*** PROVIDED INFORMATION Section Begins ***

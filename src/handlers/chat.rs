// src/handlers/chat.rs
use crate::model::{ModelError, ReplyStream, SupportModel};
use crate::models::chat::{ChatMessage, ChatRequest, ChatRole};
use crate::AppState;
use axum::{
    body::{Body, Bytes},
    extract::Extension,
    http::{header, StatusCode},
    response::{IntoResponse, Response},
    routing::post,
    Json, Router,
};
use futures::{Stream, StreamExt};
use serde_json::{json, Value};
use std::sync::Arc;

pub fn chat_routes() -> Router {
    Router::new().route("/api/chat", post(relay_chat))
}

/// Everything that can go wrong before the first streamed byte. Once
/// streaming has started the contract switches to "broken connection means
/// failure" and none of these apply.
#[derive(Debug, thiserror::Error)]
pub enum RelayError {
    #[error("Invalid request: messages array required")]
    MissingMessages,

    #[error("Last message must be from user")]
    LastMessageNotUser,

    #[error("API key not configured. Please set GEMINI_API_KEY environment variable.")]
    MissingApiKey,

    #[error("{0}")]
    Upstream(#[from] ModelError),
}

impl RelayError {
    fn status(&self) -> StatusCode {
        match self {
            RelayError::MissingMessages | RelayError::LastMessageNotUser => {
                StatusCode::BAD_REQUEST
            }
            RelayError::MissingApiKey | RelayError::Upstream(_) => {
                StatusCode::INTERNAL_SERVER_ERROR
            }
        }
    }
}

impl IntoResponse for RelayError {
    fn into_response(self) -> Response {
        (self.status(), Json(json!({ "error": self.to_string() }))).into_response()
    }
}

async fn relay_chat(Extension(state): Extension<Arc<AppState>>, body: String) -> Response {
    let model = state
        .gemini_client
        .as_ref()
        .map(|client| client as &dyn SupportModel);

    match respond(model, &body).await {
        Ok(response) => response,
        Err(e) => {
            tracing::warn!("chat request rejected: {}", e);
            e.into_response()
        }
    }
}

/// Validate, split history from the newest turn, open the upstream stream,
/// and wrap it as a server-sent-event response. Takes the model by trait so
/// tests can substitute a scripted backend. Validation runs before the
/// credential check: a malformed request is the caller's error regardless
/// of how the server is deployed.
pub async fn respond(
    model: Option<&dyn SupportModel>,
    body: &str,
) -> Result<Response, RelayError> {
    let request = parse_request(body)?;

    // Non-empty is guaranteed by parse_request.
    let (latest, history) = request
        .messages
        .split_last()
        .ok_or(RelayError::MissingMessages)?;
    if latest.role != ChatRole::User {
        return Err(RelayError::LastMessageNotUser);
    }

    let model = model.ok_or_else(|| {
        tracing::error!("chat request received but GEMINI_API_KEY is not configured");
        RelayError::MissingApiKey
    })?;

    tracing::info!(history_turns = history.len(), "relaying chat turn");

    let reply = model.start_reply(history, &latest.content).await?;

    let headers = [
        (header::CONTENT_TYPE, "text/event-stream"),
        (header::CACHE_CONTROL, "no-cache"),
        (header::CONNECTION, "keep-alive"),
    ];
    Ok((StatusCode::OK, headers, Body::from_stream(sse_frames(reply))).into_response())
}

/// Parse-don't-trust: the body is only accepted once it proves to be JSON
/// carrying a non-empty `messages` array of well-formed turns. A body that
/// is not JSON at all has no messages array either, and gets the same
/// structured 400 (never an extractor's plain-text rejection).
fn parse_request(body: &str) -> Result<ChatRequest, RelayError> {
    let body: Value = serde_json::from_str(body).map_err(|_| RelayError::MissingMessages)?;
    let messages = body
        .get("messages")
        .and_then(Value::as_array)
        .ok_or(RelayError::MissingMessages)?;
    if messages.is_empty() {
        return Err(RelayError::MissingMessages);
    }

    let messages: Vec<ChatMessage> = serde_json::from_value(Value::Array(messages.clone()))
        .map_err(|_| RelayError::MissingMessages)?;

    Ok(ChatRequest { messages })
}

/// Re-emit model increments as `data: {"text":...}` frames, closing with
/// the `[DONE]` marker. Empty increments produce no frame. A mid-stream
/// model error is forwarded as a stream error, which aborts the response
/// body without a terminator — the client detects the truncation.
fn sse_frames(reply: ReplyStream) -> impl Stream<Item = Result<Bytes, ModelError>> {
    async_stream::stream! {
        let mut reply = reply;
        while let Some(increment) = reply.next().await {
            match increment {
                Ok(text) => {
                    if text.is_empty() {
                        continue;
                    }
                    let frame = format!("data: {}\n\n", json!({ "text": text }));
                    yield Ok(Bytes::from(frame));
                }
                Err(e) => {
                    tracing::error!("upstream stream failed mid-reply: {}", e);
                    yield Err(e);
                    return;
                }
            }
        }
        yield Ok(Bytes::from("data: [DONE]\n\n"));
    }
}

#[cfg(test)]
mod tests {
    use super::*;
    use async_trait::async_trait;
    use std::sync::Mutex;

    /// Scripted backend: records what the relay asked for and replays a
    /// fixed set of increments.
    struct MockModel {
        increments: Vec<Result<String, ModelError>>,
        seen: Mutex<Option<(Vec<ChatMessage>, String)>>,
    }

    impl MockModel {
        fn replying(increments: &[&str]) -> Self {
            Self {
                increments: increments.iter().map(|s| Ok(s.to_string())).collect(),
                seen: Mutex::new(None),
            }
        }
    }

    #[async_trait]
    impl SupportModel for MockModel {
        async fn start_reply(
            &self,
            history: &[ChatMessage],
            message: &str,
        ) -> Result<ReplyStream, ModelError> {
            *self.seen.lock().unwrap() = Some((history.to_vec(), message.to_string()));
            let items: Vec<Result<String, ModelError>> = self
                .increments
                .iter()
                .map(|r| match r {
                    Ok(s) => Ok(s.clone()),
                    Err(_) => Err(ModelError::Stream("scripted failure".into())),
                })
                .collect();
            Ok(Box::pin(futures::stream::iter(items)))
        }
    }

    async fn body_text(response: Response) -> String {
        let bytes = axum::body::to_bytes(response.into_body(), usize::MAX)
            .await
            .unwrap();
        String::from_utf8(bytes.to_vec()).unwrap()
    }

    fn valid_body() -> String {
        json!({
            "messages": [
                { "role": "user", "content": "hi" },
                { "role": "assistant", "content": "hello, how can I help?" },
                { "role": "user", "content": "what do you do?" }
            ]
        })
        .to_string()
    }

    #[tokio::test]
    async fn test_missing_messages_key_rejected() {
        let model = MockModel::replying(&["never"]);
        let err = respond(Some(&model), "{}").await.unwrap_err();
        assert_eq!(err.to_string(), "Invalid request: messages array required");
        assert_eq!(err.status(), StatusCode::BAD_REQUEST);
        assert!(model.seen.lock().unwrap().is_none(), "upstream must not be called");
    }

    #[tokio::test]
    async fn test_non_array_messages_rejected() {
        let model = MockModel::replying(&["never"]);
        let err = respond(Some(&model), r#"{"messages":"nope"}"#)
            .await
            .unwrap_err();
        assert_eq!(err.to_string(), "Invalid request: messages array required");
        assert!(model.seen.lock().unwrap().is_none());
    }

    #[tokio::test]
    async fn test_empty_messages_rejected() {
        let model = MockModel::replying(&["never"]);
        let err = respond(Some(&model), r#"{"messages":[]}"#)
            .await
            .unwrap_err();
        assert_eq!(err.to_string(), "Invalid request: messages array required");
        assert!(model.seen.lock().unwrap().is_none());
    }

    #[tokio::test]
    async fn test_malformed_message_rejected() {
        let model = MockModel::replying(&["never"]);
        let body = r#"{"messages":[{"role":"wizard","content":"hi"}]}"#;
        let err = respond(Some(&model), body).await.unwrap_err();
        assert_eq!(err.to_string(), "Invalid request: messages array required");
    }

    #[tokio::test]
    async fn test_non_json_body_gets_structured_error() {
        let model = MockModel::replying(&["never"]);
        let err = respond(Some(&model), "this is not json").await.unwrap_err();
        assert!(model.seen.lock().unwrap().is_none());

        let response = err.into_response();
        assert_eq!(response.status(), StatusCode::BAD_REQUEST);
        assert_eq!(
            response.headers().get(header::CONTENT_TYPE).unwrap(),
            "application/json"
        );
        let parsed: Value = serde_json::from_str(&body_text(response).await).unwrap();
        assert_eq!(parsed["error"], "Invalid request: messages array required");
    }

    #[tokio::test]
    async fn test_last_message_must_be_from_user() {
        let model = MockModel::replying(&["never"]);
        let body = json!({
            "messages": [
                { "role": "user", "content": "hi" },
                { "role": "assistant", "content": "hello" }
            ]
        })
        .to_string();
        let err = respond(Some(&model), &body).await.unwrap_err();
        assert_eq!(err.to_string(), "Last message must be from user");
        assert_eq!(err.status(), StatusCode::BAD_REQUEST);
        assert!(model.seen.lock().unwrap().is_none());
    }

    #[tokio::test]
    async fn test_invalid_request_beats_missing_api_key() {
        // A malformed request is a 400 even when no model is configured.
        let err = respond(None, "{}").await.unwrap_err();
        assert_eq!(err.to_string(), "Invalid request: messages array required");
        assert_eq!(err.status(), StatusCode::BAD_REQUEST);

        let body = json!({
            "messages": [{ "role": "assistant", "content": "hello" }]
        })
        .to_string();
        let err = respond(None, &body).await.unwrap_err();
        assert_eq!(err.to_string(), "Last message must be from user");
        assert_eq!(err.status(), StatusCode::BAD_REQUEST);
    }

    #[tokio::test]
    async fn test_missing_api_key_only_for_valid_requests() {
        let err = respond(None, &valid_body()).await.unwrap_err();
        assert_eq!(err.status(), StatusCode::INTERNAL_SERVER_ERROR);
        assert_eq!(
            err.to_string(),
            "API key not configured. Please set GEMINI_API_KEY environment variable."
        );
    }

    #[tokio::test]
    async fn test_history_excludes_latest_and_preserves_order() {
        let model = MockModel::replying(&["ok"]);
        let response = respond(Some(&model), &valid_body()).await.unwrap();
        // Drain the body so the turn completes.
        let _ = body_text(response).await;

        let seen = model.seen.lock().unwrap();
        let (history, message) = seen.as_ref().unwrap();
        assert_eq!(history.len(), 2);
        assert_eq!(history[0].role, ChatRole::User);
        assert_eq!(history[0].content, "hi");
        assert_eq!(history[1].role, ChatRole::Assistant);
        assert_eq!(history[1].content, "hello, how can I help?");
        assert_eq!(message, "what do you do?");
    }

    #[tokio::test]
    async fn test_stream_frames_exact() {
        let model = MockModel::replying(&["Hello", " there", "!"]);
        let response = respond(Some(&model), &valid_body()).await.unwrap();

        assert_eq!(response.status(), StatusCode::OK);
        assert_eq!(
            response.headers().get(header::CONTENT_TYPE).unwrap(),
            "text/event-stream"
        );
        assert_eq!(response.headers().get(header::CACHE_CONTROL).unwrap(), "no-cache");

        let body = body_text(response).await;
        assert_eq!(
            body,
            "data: {\"text\":\"Hello\"}\n\n\
             data: {\"text\":\" there\"}\n\n\
             data: {\"text\":\"!\"}\n\n\
             data: [DONE]\n\n"
        );
    }

    #[tokio::test]
    async fn test_empty_increment_emits_no_frame() {
        let model = MockModel::replying(&["Hello", "", "!"]);
        let response = respond(Some(&model), &valid_body()).await.unwrap();
        let body = body_text(response).await;
        assert_eq!(
            body,
            "data: {\"text\":\"Hello\"}\n\ndata: {\"text\":\"!\"}\n\ndata: [DONE]\n\n"
        );
    }

    #[tokio::test]
    async fn test_mid_stream_error_aborts_without_done() {
        let model = MockModel {
            increments: vec![Ok("partial".into()), Err(ModelError::Stream("boom".into()))],
            seen: Mutex::new(None),
        };
        let response = respond(Some(&model), &valid_body()).await.unwrap();
        let result = axum::body::to_bytes(response.into_body(), usize::MAX).await;
        assert!(result.is_err(), "body read must fail once the stream aborts");
    }

    #[tokio::test]
    async fn test_missing_api_key_response_shape() {
        let response = RelayError::MissingApiKey.into_response();
        assert_eq!(response.status(), StatusCode::INTERNAL_SERVER_ERROR);
        let body = body_text(response).await;
        let parsed: Value = serde_json::from_str(&body).unwrap();
        assert_eq!(
            parsed["error"],
            "API key not configured. Please set GEMINI_API_KEY environment variable."
        );
    }
}
// src/handlers/mod.rs
pub mod chat;
pub mod ui;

*** PROVIDED INFORMATION Section Ends ***

WORK TASK -
When the entries above show the word "iter" in a line, copy that line out.

RESPONSE AREA -
                increments: increments.iter().map(|s| Ok(s.to_string())).collect(),
                .iter()
            Ok(Box::pin(futures::stream::iter(items)))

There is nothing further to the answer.